Other models, like hurdle- or zero-inflated models, also work with `tab_model()`. In this case, the zero inflation model is indicated in the table. Use `show.zeroinf = FALSE` to hide this part from the table.

```{r}
library(pscl)
data("bioChemists")
m5 <- zeroinfl(art ~ fem + mar + kid5 + ment | kid5 + phd + ment, data = bioChemists)

tab_model(m5)
```

You can combine any model in one table.

```{r}
tab_model(m1, m3, m5, auto.label = FALSE, show.ci = FALSE)
```

## Show or hide further columns

`tab_model()` has some argument that allow to show or hide specific columns from the output:

* `show.est` to show/hide the column with model estimates.
* `show.ci` to show/hide the column with confidence intervals.
* `show.se` to show/hide the column with standard errors.
* `show.std` to show/hide the column with standardized estimates (and their standard errors).
* `show.p` to show/hide the column with p-values.
* `show.stat` to show/hide the column with the coefficients' test statistics.
* `show.df` for linear mixed models, when p-values are based on degrees of freedom with Kenward-Rogers approximation, these degrees of freedom are shown.

### Adding columns

In the following example, standard errors, standardized coefficients and test statistics are also shown.

```{r}
tab_model(m1, show.se = TRUE, show.std = TRUE, show.stat = TRUE)
``` 

### Removing columns

In the following example, default columns are removed.

```{r}
tab_model(m3, m4, show.ci = FALSE, show.p = FALSE, auto.label = FALSE)
``` 

### Removing and sorting columns

Another way to remove columns, which also allows to reorder the columns, is the `col.order`-argument. This is a character vector, where each element indicates a column in the output. The value `"est"`, for instance, indicates the estimates, while `"std.est"` is the column for standardized estimates and so on.

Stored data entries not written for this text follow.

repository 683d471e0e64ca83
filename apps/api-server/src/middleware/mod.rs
//! Middleware modules.

pub mod error;
//! # Quill API Server
//!
//! The main entry point for the Actix-web HTTP server.

use actix_web::{App, HttpResponse, HttpServer, web};
use tracing_actix_web::TracingLogger;

mod config;
mod handlers;
mod middleware;
mod state;
mod telemetry;

use config::AppConfig;
use quill_shared::ErrorResponse;
use state::AppState;
use telemetry::TelemetryConfig;

#[actix_web::main]
async fn main() -> std::io::Result<()> {
    // Load .env file if present
    dotenvy::dotenv().ok();

    telemetry::init_telemetry(&TelemetryConfig::from_env());

    let config = AppConfig::from_env();

    tracing::info!(
        "Starting Quill API Server on {}:{}",
        config.host,
        config.port
    );

    // Build application state
    let state = AppState::new(config.database.as_ref()).await;

    // Start HTTP server
    HttpServer::new(move || {
        App::new()
            .wrap(TracingLogger::default())
            .app_data(web::Data::new(state.clone()))
            .app_data(json_config())
            .app_data(path_config())
            .configure(handlers::configure_routes)
    })
    .bind((config.host.as_str(), config.port))?
    .run()
    .await
}

/// Keep framework-level JSON rejections (malformed bodies, missing fields) in
/// the API's `{error}` shape instead of actix's plain-text default.
pub(crate) fn json_config() -> web::JsonConfig {
    web::JsonConfig::default().error_handler(|err, _req| {
        let body = ErrorResponse::new(err.to_string());
        actix_web::error::InternalError::from_response(err, HttpResponse::BadRequest().json(body))
            .into()
    })
}

/// A path id that doesn't parse as an integer can never match a post, so it
/// gets the same 404 `{error}` body as any other unknown id.
pub(crate) fn path_config() -> web::PathConfig {
    web::PathConfig::default().error_handler(|err, _req| {
        actix_web::error::InternalError::from_response(
            err,
            HttpResponse::NotFound().json(ErrorResponse::not_found()),
        )
        .into()
    })
}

By default, `col.order` contains all possible columns. All columns that should shown (see previous tables, for example using `show.se = TRUE` to show standard errors, or `show.st = TRUE` to show standardized estimates) are then printed by default. Colums that are _excluded_ from `col.order` are _not shown_, no matter if the `show*`-arguments are `TRUE` or `FALSE`. So if `show.se = TRUE`, but`col.order` does not contain the element `"se"`, standard errors are not shown. On the other hand, if `show.est = FALSE`, but `col.order` _does include_ the element `"est"`, the columns with estimates are not shown.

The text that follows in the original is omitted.